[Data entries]
---
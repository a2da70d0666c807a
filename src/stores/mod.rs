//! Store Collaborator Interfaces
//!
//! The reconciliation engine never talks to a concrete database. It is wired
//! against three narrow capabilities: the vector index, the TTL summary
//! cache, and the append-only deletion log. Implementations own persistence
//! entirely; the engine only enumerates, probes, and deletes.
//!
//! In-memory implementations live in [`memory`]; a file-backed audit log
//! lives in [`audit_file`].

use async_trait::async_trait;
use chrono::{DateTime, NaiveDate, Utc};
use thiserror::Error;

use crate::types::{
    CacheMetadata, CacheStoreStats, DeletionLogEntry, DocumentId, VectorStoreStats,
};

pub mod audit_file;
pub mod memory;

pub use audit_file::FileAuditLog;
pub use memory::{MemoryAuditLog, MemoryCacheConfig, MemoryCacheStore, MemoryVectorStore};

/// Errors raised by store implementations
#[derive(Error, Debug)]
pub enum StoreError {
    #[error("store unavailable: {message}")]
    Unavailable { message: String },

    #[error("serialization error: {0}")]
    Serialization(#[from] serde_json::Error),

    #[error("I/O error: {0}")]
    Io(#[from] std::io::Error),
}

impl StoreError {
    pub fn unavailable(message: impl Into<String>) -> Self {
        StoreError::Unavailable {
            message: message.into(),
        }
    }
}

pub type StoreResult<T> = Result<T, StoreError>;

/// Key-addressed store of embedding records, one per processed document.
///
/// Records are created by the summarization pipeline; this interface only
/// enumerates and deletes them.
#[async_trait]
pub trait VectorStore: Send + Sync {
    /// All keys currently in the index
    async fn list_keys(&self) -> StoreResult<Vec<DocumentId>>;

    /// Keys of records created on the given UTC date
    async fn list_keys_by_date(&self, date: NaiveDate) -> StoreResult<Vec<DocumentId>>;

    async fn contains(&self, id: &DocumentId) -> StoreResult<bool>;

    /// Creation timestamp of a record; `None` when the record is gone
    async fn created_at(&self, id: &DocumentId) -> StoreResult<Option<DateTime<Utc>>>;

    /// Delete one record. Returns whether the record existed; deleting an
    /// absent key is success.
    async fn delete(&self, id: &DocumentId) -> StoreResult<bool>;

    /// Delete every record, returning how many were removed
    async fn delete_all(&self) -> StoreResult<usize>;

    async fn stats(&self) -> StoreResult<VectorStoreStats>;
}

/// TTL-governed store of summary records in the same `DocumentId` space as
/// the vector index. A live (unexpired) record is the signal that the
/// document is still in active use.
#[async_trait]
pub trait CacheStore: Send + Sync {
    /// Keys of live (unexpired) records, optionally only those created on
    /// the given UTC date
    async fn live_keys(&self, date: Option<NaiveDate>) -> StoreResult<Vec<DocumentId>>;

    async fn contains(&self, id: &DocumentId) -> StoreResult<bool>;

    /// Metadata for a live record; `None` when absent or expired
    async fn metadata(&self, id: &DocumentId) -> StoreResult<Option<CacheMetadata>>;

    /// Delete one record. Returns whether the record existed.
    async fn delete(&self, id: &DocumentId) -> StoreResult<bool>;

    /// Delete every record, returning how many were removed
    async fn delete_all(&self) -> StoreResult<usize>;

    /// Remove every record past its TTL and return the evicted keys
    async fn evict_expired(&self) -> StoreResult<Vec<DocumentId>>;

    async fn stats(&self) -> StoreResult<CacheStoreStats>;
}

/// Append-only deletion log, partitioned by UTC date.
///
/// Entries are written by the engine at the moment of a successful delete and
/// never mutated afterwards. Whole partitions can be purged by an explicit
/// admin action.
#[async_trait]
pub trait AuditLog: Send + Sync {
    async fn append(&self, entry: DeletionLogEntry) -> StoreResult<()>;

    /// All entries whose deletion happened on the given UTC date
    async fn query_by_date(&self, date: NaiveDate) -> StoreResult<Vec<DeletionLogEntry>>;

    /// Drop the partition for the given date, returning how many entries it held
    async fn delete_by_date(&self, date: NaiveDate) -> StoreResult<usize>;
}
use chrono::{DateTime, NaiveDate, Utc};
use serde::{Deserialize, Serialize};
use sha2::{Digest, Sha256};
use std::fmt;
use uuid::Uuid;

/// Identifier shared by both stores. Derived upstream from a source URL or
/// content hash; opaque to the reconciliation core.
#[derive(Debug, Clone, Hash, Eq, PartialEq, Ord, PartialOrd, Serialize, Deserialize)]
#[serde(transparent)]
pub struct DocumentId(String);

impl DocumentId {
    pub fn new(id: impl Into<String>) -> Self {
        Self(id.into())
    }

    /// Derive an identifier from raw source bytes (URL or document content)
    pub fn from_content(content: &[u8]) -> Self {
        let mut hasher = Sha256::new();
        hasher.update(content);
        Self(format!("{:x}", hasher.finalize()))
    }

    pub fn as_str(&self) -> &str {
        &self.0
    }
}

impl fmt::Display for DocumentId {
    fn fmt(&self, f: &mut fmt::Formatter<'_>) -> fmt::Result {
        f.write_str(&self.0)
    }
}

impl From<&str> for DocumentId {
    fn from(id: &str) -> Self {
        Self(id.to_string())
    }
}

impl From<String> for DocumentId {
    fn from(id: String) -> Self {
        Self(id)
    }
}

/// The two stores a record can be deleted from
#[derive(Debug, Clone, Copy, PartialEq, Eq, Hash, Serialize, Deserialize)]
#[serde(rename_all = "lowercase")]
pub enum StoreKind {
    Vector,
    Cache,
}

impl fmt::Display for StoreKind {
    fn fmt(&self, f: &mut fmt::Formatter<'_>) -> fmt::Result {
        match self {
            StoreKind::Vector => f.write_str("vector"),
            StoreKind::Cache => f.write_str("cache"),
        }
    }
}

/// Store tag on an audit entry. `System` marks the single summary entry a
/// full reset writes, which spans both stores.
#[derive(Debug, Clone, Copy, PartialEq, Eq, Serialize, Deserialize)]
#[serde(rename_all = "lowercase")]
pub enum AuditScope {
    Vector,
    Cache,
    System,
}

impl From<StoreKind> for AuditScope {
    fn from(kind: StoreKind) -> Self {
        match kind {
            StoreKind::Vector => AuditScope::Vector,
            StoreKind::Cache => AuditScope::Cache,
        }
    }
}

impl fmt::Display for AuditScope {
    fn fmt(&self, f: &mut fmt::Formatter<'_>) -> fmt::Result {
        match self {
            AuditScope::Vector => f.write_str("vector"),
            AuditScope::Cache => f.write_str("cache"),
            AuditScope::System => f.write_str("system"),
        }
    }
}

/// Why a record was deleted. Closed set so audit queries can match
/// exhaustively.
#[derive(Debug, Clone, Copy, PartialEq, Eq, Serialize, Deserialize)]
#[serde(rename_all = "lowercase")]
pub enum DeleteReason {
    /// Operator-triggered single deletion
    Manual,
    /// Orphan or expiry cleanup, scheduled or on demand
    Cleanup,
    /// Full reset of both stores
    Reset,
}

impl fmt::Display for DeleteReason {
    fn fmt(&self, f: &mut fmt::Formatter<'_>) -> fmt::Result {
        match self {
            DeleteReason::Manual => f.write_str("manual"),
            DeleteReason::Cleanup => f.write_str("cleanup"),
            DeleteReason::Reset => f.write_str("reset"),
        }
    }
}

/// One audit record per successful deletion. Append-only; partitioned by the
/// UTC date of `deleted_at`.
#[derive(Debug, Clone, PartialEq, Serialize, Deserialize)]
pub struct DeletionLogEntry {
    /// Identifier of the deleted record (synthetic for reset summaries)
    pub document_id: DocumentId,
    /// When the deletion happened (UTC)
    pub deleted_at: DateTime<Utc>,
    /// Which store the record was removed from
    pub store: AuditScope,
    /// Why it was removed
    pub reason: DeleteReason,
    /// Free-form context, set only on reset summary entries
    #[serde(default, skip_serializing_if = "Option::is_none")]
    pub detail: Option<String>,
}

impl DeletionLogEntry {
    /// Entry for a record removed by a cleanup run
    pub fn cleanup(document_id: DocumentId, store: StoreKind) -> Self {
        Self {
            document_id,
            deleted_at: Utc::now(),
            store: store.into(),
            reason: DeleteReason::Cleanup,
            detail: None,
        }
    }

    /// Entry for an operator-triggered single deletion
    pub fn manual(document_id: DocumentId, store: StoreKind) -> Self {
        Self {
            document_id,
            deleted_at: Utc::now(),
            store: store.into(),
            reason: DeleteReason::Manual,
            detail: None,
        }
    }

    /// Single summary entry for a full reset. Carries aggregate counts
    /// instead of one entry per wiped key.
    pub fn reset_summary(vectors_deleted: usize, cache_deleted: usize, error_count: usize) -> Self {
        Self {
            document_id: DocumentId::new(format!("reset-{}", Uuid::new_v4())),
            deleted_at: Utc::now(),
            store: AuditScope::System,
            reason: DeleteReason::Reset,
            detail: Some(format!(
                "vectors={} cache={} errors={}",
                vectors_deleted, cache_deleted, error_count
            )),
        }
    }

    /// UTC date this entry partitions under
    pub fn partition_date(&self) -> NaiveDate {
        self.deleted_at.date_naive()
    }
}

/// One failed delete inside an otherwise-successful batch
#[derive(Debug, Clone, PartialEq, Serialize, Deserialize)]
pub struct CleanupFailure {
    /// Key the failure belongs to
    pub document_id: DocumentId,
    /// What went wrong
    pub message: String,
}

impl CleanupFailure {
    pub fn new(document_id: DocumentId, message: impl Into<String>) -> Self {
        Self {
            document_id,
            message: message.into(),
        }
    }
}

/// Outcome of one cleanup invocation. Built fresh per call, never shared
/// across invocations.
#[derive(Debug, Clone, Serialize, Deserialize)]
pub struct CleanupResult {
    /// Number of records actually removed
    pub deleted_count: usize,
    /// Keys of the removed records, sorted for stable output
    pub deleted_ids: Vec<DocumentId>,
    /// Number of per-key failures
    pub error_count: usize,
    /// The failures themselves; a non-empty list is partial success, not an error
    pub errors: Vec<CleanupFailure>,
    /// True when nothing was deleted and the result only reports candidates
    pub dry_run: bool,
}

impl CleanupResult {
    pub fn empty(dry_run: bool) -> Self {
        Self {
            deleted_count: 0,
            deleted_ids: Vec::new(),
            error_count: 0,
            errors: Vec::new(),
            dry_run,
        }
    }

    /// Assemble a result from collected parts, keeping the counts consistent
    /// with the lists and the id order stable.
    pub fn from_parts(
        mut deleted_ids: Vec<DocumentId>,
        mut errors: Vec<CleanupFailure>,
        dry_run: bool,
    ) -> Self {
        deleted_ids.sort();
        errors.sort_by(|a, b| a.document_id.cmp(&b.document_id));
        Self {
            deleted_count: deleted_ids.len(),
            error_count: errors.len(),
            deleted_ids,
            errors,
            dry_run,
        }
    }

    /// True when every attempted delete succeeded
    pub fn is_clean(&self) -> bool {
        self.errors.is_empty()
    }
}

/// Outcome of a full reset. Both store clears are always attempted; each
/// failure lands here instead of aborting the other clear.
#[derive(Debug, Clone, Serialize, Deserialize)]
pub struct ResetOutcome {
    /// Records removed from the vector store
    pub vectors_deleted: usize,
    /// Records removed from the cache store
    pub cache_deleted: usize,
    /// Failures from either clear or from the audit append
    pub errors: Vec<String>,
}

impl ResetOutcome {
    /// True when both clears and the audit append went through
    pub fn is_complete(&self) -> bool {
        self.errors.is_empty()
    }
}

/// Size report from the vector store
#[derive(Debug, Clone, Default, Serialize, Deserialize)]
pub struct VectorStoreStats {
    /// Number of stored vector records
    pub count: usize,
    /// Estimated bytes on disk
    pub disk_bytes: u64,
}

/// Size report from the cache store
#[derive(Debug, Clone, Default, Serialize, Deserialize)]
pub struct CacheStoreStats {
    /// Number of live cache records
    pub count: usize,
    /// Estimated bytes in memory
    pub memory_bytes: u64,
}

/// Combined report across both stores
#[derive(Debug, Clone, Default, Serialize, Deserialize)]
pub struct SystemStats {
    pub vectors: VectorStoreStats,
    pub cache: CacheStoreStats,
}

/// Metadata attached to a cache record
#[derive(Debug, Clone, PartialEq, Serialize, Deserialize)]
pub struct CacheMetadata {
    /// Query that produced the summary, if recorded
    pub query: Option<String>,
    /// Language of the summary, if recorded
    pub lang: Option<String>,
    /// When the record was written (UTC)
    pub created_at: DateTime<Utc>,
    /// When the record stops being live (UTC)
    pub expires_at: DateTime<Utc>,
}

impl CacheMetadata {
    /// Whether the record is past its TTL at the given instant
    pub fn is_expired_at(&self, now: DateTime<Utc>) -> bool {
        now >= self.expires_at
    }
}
---
In your answer, include only the lines above starting at the line that holds "bytes on disk" and ending at the line that holds "the given instant", copied exactly.

    /// Estimated bytes on disk
    pub disk_bytes: u64,
}

/// Size report from the cache store
#[derive(Debug, Clone, Default, Serialize, Deserialize)]
pub struct CacheStoreStats {
    /// Number of live cache records
    pub count: usize,
    /// Estimated bytes in memory
    pub memory_bytes: u64,
}

/// Combined report across both stores
#[derive(Debug, Clone, Default, Serialize, Deserialize)]
pub struct SystemStats {
    pub vectors: VectorStoreStats,
    pub cache: CacheStoreStats,
}

/// Metadata attached to a cache record
#[derive(Debug, Clone, PartialEq, Serialize, Deserialize)]
pub struct CacheMetadata {
    /// Query that produced the summary, if recorded
    pub query: Option<String>,
    /// Language of the summary, if recorded
    pub lang: Option<String>,
    /// When the record was written (UTC)
    pub created_at: DateTime<Utc>,
    /// When the record stops being live (UTC)
    pub expires_at: DateTime<Utc>,
}

impl CacheMetadata {
    /// Whether the record is past its TTL at the given instant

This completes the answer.